*ACTION ITEM*: With the material below, print exactly the lines between the line holding "#[derive(Debug, Default)]" and the line holding "let labels = mail.list_labels().await?;", inclusive. Add nothing else.

START THE RECORDS

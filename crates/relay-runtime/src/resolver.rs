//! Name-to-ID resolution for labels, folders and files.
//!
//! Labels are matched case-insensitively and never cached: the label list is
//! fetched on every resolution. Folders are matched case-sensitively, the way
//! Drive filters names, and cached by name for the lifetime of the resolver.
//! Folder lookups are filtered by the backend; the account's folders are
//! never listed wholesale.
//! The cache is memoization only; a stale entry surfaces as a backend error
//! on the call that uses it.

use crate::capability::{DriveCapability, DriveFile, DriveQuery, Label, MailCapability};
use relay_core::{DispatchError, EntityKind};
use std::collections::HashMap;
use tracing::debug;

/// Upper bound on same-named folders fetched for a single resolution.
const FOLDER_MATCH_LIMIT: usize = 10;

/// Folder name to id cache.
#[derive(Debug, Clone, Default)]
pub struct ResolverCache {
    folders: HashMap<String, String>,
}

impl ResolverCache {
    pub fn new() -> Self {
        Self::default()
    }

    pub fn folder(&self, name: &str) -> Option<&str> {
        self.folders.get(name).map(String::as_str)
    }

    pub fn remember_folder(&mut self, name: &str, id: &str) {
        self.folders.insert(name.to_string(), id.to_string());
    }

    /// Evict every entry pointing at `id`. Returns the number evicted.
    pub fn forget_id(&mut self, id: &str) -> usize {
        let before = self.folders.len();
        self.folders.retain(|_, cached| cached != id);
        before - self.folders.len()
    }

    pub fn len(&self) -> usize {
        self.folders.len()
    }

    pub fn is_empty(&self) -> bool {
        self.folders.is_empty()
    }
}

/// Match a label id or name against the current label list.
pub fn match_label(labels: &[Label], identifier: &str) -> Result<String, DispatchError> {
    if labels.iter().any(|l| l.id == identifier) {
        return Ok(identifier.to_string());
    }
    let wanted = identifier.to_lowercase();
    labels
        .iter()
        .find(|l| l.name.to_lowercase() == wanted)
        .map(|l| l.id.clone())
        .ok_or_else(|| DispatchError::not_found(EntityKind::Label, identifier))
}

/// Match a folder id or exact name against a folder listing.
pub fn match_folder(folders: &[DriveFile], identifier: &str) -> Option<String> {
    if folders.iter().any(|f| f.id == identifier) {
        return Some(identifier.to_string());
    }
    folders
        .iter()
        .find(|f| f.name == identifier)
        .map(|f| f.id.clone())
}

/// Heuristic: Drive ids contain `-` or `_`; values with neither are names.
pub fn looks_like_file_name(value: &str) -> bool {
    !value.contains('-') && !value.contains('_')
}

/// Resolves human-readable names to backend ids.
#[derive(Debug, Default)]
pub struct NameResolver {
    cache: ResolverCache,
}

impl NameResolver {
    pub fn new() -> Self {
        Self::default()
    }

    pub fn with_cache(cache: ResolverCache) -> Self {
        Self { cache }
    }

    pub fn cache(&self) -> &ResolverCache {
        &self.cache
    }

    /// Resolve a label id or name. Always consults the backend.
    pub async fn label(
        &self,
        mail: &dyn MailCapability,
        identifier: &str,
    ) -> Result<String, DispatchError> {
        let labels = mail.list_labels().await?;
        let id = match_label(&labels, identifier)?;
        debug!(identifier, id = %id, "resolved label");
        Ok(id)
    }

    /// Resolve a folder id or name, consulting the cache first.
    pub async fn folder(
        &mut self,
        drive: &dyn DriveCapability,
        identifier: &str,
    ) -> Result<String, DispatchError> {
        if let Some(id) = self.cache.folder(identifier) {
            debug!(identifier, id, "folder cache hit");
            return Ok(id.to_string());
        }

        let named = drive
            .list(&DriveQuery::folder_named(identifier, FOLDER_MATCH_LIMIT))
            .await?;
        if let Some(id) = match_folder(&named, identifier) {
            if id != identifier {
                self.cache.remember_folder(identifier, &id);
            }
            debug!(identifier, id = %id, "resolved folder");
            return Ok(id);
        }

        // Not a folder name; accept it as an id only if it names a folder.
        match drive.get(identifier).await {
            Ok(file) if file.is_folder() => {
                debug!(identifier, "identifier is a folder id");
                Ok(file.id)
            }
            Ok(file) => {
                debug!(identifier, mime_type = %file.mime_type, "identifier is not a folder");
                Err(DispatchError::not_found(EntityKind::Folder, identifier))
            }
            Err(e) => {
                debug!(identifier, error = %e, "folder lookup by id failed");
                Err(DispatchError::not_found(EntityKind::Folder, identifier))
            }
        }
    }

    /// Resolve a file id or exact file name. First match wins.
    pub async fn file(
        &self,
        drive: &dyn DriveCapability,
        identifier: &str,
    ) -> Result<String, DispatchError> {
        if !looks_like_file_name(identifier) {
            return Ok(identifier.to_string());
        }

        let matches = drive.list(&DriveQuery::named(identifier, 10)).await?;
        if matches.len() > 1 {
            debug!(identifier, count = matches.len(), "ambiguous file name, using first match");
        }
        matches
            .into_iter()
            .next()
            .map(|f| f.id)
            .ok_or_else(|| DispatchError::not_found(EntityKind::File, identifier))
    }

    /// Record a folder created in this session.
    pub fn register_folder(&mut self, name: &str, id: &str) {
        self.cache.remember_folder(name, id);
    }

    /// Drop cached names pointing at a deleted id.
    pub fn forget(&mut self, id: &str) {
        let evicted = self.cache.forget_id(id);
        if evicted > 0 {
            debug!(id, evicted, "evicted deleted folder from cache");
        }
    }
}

END THE RECORDS
START THE RECORDS

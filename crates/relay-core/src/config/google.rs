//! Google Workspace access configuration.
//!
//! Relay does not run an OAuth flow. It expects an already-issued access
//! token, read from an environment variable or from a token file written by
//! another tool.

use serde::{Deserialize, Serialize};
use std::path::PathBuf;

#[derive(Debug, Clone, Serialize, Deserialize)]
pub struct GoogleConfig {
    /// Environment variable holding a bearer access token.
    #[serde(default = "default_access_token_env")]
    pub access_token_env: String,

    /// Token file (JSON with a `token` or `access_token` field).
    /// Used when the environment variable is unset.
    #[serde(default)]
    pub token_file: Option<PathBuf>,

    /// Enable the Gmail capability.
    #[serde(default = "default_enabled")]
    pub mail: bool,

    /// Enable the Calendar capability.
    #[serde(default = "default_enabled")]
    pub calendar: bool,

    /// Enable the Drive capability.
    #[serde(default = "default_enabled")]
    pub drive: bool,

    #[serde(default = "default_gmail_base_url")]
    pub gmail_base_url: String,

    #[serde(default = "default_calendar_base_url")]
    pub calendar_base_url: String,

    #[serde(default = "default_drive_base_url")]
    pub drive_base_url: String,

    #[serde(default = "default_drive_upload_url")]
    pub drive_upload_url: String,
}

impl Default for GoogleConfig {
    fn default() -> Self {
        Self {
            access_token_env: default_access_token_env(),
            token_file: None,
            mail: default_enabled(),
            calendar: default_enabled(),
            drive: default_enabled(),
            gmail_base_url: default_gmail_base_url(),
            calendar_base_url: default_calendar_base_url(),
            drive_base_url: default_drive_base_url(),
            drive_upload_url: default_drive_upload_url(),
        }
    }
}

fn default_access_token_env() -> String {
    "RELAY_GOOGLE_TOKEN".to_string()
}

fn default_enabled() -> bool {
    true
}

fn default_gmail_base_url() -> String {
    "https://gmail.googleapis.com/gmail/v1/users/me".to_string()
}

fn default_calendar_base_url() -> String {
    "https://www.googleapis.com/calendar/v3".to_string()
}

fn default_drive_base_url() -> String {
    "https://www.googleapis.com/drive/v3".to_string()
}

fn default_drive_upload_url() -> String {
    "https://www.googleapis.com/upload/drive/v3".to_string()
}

END THE RECORDS
START THE RECORDS

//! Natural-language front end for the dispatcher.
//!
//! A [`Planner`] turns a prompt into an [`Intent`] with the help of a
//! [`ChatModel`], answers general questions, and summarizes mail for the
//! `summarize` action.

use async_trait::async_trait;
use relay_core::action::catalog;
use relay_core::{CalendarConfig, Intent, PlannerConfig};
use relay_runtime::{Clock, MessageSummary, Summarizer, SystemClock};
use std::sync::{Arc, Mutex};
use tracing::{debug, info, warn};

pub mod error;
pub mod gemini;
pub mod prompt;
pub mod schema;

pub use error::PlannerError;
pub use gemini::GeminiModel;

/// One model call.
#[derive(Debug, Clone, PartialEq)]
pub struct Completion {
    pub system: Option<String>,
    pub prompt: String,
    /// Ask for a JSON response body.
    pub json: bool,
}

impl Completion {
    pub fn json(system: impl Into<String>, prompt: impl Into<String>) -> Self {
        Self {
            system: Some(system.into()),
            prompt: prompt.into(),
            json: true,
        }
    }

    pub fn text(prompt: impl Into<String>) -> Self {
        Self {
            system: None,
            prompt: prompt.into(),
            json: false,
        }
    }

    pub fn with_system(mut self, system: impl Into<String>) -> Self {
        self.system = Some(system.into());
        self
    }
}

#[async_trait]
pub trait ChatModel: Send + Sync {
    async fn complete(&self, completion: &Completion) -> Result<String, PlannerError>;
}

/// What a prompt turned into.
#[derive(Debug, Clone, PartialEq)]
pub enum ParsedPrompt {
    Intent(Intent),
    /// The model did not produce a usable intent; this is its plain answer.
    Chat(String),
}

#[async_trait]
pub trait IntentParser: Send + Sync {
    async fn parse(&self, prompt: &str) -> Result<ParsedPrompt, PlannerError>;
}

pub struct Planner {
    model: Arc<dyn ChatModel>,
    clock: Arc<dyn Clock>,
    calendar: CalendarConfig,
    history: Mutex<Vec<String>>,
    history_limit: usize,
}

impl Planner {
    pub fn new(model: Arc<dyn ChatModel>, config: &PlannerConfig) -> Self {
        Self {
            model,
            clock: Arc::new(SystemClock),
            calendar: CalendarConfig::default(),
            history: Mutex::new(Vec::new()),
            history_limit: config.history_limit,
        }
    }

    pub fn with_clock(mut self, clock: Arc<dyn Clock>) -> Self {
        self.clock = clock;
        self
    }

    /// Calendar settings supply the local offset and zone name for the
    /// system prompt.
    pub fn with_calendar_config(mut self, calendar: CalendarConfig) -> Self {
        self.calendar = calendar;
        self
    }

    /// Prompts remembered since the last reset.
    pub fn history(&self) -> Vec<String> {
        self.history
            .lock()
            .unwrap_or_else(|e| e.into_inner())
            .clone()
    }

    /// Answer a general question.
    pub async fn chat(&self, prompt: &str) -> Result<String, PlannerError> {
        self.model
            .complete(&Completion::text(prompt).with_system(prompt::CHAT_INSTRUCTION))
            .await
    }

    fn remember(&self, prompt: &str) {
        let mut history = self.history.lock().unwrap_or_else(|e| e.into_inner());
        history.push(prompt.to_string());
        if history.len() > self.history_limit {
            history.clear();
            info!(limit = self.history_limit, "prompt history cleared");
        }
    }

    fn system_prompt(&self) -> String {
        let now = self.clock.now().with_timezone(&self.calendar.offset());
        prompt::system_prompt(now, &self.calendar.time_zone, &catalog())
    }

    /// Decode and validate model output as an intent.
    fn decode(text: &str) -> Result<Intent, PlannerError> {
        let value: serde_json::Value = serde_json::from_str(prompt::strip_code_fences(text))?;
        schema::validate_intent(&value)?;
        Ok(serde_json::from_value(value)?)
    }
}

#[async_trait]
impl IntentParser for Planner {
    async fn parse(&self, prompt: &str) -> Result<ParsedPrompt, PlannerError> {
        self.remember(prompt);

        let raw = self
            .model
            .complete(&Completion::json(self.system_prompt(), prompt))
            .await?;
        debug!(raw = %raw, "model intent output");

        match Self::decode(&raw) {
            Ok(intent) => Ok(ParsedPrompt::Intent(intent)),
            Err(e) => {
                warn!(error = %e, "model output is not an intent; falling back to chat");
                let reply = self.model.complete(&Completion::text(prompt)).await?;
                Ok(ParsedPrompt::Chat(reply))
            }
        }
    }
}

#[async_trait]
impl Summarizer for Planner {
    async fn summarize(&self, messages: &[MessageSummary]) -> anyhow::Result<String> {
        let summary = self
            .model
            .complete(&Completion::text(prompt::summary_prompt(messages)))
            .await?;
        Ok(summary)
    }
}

END THE RECORDS

*RESULT FOR THIS EXERCISE*:
#[derive(Debug, Default)]
pub struct NameResolver {
    cache: ResolverCache,
}

impl NameResolver {
    pub fn new() -> Self {
        Self::default()
    }

    pub fn with_cache(cache: ResolverCache) -> Self {
        Self { cache }
    }

    pub fn cache(&self) -> &ResolverCache {
        &self.cache
    }

    /// Resolve a label id or name. Always consults the backend.
    pub async fn label(
        &self,
        mail: &dyn MailCapability,
        identifier: &str,
    ) -> Result<String, DispatchError> {
        let labels = mail.list_labels().await?;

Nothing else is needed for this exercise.